■ **PROMPT**
Among the entries that follow, find every line with the word "Lazy" and list it.

[Opening RECORDS SUPPLIED section]

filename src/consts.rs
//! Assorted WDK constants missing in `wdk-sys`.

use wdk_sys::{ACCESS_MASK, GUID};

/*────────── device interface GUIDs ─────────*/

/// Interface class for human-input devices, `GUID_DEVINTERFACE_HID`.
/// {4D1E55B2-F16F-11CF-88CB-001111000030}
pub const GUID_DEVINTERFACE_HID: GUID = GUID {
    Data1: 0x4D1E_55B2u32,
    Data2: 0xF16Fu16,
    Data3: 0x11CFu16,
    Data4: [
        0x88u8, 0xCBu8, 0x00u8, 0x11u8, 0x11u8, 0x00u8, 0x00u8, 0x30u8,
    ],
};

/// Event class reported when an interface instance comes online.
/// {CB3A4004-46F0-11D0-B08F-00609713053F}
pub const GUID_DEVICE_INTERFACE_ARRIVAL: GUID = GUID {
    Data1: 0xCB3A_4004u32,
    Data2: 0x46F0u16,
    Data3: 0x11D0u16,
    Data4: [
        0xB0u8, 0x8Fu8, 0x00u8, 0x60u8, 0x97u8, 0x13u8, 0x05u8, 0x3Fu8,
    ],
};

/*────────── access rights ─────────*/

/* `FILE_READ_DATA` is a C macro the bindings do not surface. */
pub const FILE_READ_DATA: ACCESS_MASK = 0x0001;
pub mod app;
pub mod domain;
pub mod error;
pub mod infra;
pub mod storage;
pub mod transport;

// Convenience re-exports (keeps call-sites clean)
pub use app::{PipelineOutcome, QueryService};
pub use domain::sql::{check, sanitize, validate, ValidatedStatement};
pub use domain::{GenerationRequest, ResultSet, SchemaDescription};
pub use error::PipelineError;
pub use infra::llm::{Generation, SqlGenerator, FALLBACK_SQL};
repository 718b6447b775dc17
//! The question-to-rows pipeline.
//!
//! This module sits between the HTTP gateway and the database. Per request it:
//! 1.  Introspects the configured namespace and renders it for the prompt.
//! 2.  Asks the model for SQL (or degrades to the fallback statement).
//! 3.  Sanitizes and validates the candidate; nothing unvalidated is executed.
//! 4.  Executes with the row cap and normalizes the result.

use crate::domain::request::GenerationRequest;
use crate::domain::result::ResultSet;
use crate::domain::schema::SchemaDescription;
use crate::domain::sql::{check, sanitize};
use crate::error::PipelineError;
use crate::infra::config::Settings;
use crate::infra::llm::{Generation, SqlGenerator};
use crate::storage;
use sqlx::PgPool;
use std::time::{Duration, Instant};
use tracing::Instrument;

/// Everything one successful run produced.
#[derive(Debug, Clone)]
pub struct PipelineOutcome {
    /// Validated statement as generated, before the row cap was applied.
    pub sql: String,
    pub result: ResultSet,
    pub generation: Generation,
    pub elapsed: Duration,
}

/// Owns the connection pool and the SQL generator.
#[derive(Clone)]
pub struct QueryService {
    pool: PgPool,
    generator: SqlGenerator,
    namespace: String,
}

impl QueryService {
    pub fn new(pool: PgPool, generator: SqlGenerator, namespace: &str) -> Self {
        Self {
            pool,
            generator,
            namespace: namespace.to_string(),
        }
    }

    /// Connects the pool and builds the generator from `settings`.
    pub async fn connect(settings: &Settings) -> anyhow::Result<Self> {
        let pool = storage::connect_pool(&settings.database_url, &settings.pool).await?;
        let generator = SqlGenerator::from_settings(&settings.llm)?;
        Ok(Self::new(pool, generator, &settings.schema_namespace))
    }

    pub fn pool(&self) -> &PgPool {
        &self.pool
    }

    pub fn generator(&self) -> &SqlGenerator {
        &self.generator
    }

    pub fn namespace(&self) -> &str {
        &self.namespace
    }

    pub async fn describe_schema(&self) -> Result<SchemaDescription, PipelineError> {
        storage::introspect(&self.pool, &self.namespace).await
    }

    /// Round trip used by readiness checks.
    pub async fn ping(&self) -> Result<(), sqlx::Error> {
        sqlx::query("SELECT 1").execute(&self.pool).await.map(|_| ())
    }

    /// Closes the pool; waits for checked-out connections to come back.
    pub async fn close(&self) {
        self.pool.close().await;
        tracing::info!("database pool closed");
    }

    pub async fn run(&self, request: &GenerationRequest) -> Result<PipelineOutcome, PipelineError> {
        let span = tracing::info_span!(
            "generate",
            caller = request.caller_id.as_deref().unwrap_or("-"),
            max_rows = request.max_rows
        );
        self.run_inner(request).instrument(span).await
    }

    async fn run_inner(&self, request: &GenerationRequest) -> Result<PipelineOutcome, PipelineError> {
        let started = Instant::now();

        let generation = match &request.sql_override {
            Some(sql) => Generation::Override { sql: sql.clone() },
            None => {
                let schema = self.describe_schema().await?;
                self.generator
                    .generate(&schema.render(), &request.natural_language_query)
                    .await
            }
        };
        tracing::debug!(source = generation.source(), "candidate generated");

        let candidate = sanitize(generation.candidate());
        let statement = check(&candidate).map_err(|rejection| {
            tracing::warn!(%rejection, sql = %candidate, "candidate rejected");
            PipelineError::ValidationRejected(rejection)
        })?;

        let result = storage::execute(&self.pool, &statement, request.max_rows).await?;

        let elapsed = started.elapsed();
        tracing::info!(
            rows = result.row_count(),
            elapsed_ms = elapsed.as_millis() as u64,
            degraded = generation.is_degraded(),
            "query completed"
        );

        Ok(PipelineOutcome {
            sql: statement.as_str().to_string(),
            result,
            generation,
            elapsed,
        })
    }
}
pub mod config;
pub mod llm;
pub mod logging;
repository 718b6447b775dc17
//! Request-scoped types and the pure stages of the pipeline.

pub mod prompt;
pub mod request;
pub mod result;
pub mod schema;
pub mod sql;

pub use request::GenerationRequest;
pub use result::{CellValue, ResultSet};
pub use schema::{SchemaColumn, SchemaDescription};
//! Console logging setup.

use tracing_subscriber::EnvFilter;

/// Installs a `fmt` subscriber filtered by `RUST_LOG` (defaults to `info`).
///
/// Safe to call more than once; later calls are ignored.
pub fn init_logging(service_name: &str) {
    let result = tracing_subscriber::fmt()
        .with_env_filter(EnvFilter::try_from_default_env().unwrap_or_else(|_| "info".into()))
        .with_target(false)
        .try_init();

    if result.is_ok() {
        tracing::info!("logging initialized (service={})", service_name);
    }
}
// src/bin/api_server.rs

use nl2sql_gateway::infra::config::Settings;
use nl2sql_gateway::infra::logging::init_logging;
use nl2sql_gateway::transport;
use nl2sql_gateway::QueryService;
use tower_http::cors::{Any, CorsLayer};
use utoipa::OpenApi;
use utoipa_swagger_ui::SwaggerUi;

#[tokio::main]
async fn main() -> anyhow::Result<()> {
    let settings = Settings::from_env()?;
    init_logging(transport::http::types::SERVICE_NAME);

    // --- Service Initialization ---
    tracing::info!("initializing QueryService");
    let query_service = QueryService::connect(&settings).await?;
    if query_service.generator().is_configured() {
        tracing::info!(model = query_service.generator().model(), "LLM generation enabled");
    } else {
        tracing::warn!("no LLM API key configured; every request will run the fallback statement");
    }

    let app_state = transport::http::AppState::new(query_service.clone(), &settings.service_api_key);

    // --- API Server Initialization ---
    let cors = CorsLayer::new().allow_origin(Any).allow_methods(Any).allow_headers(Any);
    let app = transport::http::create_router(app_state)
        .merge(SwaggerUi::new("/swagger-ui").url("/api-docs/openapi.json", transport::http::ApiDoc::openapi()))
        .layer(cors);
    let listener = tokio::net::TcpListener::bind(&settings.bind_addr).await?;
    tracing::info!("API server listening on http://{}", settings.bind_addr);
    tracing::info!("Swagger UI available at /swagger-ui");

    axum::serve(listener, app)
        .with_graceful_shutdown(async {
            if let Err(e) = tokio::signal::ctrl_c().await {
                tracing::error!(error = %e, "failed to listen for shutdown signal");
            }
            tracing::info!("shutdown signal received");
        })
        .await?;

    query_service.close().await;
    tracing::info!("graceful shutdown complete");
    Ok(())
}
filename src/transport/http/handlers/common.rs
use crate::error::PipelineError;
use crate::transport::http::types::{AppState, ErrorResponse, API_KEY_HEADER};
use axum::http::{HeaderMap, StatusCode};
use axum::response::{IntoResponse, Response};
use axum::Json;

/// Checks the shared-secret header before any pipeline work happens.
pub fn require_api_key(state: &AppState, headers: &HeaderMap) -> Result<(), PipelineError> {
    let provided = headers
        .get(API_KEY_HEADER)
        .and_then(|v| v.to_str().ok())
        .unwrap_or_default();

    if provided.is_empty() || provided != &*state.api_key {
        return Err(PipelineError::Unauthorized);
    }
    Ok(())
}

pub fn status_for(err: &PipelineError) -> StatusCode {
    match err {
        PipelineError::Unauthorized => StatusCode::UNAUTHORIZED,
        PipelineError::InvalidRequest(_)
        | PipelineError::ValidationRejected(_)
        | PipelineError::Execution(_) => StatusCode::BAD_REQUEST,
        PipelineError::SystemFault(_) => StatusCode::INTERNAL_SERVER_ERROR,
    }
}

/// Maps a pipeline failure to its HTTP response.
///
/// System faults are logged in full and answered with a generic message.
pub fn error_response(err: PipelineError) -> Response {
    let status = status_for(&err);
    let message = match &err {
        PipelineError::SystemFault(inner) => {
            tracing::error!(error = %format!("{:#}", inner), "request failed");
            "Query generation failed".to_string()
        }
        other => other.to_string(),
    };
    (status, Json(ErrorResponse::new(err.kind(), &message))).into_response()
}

[Closing RECORDS SUPPLIED section]
[Opening RECORDS SUPPLIED section]

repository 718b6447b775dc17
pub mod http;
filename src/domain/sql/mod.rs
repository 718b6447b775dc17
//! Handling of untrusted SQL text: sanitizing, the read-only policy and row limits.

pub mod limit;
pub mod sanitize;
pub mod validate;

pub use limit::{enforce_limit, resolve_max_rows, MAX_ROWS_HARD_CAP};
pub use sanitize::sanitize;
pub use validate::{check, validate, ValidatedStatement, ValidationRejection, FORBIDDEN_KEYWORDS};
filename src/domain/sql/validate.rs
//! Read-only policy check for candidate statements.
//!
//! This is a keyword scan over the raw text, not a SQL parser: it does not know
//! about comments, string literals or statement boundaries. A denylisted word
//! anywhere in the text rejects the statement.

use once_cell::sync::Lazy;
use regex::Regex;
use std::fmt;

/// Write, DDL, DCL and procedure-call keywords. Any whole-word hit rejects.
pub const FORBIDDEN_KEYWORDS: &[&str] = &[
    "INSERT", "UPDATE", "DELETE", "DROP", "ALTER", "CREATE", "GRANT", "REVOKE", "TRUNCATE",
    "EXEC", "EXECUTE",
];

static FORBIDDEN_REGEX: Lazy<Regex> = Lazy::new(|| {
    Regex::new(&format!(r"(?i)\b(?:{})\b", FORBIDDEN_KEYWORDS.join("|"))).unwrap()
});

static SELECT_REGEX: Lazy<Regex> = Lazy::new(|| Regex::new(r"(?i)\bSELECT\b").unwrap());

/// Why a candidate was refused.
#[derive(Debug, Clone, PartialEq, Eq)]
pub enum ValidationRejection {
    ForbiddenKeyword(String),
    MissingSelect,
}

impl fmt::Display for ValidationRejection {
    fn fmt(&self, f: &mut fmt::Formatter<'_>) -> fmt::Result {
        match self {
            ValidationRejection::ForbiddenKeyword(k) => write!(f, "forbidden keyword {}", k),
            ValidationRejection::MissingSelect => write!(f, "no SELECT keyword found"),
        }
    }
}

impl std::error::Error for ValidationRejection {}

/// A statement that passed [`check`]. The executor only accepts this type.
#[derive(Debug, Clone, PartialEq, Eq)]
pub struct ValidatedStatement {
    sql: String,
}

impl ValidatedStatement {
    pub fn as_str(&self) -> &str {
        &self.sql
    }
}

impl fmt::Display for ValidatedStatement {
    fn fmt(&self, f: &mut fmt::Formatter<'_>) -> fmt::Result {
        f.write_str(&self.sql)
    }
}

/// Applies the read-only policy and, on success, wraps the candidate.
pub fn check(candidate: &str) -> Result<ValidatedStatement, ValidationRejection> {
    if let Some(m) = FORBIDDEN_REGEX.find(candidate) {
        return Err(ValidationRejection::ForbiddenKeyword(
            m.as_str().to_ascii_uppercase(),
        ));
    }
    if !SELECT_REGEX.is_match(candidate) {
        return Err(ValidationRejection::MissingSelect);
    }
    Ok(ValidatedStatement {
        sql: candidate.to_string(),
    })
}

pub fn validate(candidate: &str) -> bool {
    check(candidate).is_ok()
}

[Closing RECORDS SUPPLIED section]
[Opening RECORDS SUPPLIED section]

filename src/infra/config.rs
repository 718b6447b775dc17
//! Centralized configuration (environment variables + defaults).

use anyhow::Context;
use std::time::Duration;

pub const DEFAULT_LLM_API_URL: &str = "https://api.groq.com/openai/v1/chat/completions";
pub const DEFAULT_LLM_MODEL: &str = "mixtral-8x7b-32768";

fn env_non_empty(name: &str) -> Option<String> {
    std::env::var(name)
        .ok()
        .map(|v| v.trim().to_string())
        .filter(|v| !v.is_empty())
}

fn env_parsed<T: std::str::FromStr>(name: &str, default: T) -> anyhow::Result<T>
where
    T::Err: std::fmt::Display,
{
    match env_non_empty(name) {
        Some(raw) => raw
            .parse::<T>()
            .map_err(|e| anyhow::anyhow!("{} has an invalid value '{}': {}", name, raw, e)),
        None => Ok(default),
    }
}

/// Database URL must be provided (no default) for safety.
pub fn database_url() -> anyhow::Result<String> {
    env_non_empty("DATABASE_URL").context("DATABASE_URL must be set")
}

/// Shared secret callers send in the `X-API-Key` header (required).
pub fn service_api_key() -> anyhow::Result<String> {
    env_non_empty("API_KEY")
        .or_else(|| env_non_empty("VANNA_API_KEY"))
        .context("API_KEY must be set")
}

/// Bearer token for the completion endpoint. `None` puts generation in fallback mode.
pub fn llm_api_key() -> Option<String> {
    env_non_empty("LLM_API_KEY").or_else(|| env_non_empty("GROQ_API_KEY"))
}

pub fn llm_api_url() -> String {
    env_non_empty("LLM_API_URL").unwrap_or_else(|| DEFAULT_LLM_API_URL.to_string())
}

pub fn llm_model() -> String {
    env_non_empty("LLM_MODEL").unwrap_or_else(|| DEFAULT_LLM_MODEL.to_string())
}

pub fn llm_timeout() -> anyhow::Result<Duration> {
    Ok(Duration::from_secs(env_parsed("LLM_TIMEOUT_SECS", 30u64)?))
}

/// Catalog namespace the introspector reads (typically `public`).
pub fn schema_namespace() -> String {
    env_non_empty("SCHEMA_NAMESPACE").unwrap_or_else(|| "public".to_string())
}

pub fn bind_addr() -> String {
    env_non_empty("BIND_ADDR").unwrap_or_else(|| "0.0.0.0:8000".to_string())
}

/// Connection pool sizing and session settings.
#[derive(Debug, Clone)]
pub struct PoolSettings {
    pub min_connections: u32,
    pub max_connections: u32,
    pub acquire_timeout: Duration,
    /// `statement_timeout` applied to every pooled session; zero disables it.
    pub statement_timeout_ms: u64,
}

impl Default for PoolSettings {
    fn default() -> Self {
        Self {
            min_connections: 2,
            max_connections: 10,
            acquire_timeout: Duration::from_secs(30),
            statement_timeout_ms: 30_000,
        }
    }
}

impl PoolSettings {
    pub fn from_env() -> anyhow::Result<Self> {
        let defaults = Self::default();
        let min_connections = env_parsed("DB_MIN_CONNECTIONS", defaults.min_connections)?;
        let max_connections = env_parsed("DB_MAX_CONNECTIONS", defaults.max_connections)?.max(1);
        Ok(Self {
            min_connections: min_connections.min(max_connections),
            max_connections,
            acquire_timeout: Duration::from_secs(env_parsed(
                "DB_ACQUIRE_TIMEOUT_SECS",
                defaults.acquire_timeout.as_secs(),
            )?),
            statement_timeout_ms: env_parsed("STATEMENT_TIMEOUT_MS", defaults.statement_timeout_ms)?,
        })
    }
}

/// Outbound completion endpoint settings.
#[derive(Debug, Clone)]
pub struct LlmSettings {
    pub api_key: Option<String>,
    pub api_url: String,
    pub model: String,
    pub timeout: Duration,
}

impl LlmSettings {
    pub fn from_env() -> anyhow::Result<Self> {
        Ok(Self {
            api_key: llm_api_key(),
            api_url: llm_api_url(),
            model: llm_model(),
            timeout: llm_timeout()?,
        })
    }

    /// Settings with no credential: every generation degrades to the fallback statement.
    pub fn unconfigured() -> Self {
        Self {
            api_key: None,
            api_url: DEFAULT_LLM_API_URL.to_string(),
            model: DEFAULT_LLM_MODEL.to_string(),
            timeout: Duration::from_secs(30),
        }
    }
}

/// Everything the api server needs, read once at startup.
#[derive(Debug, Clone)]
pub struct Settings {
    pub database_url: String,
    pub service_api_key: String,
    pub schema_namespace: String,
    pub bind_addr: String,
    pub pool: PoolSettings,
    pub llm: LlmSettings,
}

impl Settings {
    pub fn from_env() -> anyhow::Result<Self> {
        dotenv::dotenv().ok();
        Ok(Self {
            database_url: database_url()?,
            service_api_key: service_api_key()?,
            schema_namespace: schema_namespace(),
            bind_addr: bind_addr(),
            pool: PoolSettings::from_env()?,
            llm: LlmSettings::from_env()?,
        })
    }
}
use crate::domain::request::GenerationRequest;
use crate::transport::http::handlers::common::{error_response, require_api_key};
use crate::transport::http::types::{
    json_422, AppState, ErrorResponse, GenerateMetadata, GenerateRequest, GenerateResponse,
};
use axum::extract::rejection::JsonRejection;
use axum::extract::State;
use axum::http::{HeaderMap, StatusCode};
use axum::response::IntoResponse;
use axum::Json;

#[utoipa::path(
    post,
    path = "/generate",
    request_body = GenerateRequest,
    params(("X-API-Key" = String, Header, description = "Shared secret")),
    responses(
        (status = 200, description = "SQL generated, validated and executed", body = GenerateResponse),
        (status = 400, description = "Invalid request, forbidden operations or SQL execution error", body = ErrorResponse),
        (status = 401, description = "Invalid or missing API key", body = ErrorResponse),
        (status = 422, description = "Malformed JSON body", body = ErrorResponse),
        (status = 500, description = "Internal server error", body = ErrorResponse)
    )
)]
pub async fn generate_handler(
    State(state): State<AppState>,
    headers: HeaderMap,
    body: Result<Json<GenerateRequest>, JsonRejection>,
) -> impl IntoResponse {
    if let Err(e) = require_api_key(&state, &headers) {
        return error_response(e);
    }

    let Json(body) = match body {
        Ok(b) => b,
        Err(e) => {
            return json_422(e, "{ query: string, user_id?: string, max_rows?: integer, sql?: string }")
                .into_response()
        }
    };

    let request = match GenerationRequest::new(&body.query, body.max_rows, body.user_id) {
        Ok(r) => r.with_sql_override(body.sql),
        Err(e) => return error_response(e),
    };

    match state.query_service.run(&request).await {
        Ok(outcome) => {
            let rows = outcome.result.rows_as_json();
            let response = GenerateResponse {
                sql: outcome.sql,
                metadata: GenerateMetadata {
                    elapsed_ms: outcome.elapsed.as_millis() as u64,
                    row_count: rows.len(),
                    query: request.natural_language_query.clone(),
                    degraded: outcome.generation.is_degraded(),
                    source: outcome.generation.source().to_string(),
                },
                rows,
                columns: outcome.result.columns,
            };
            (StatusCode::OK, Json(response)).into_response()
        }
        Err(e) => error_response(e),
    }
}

[Closing RECORDS SUPPLIED section]

■ **OUTPUT FOR THIS EXERCISE**
use once_cell::sync::Lazy;
static FORBIDDEN_REGEX: Lazy<Regex> = Lazy::new(|| {
static SELECT_REGEX: Lazy<Regex> = Lazy::new(|| Regex::new(r"(?i)\bSELECT\b").unwrap());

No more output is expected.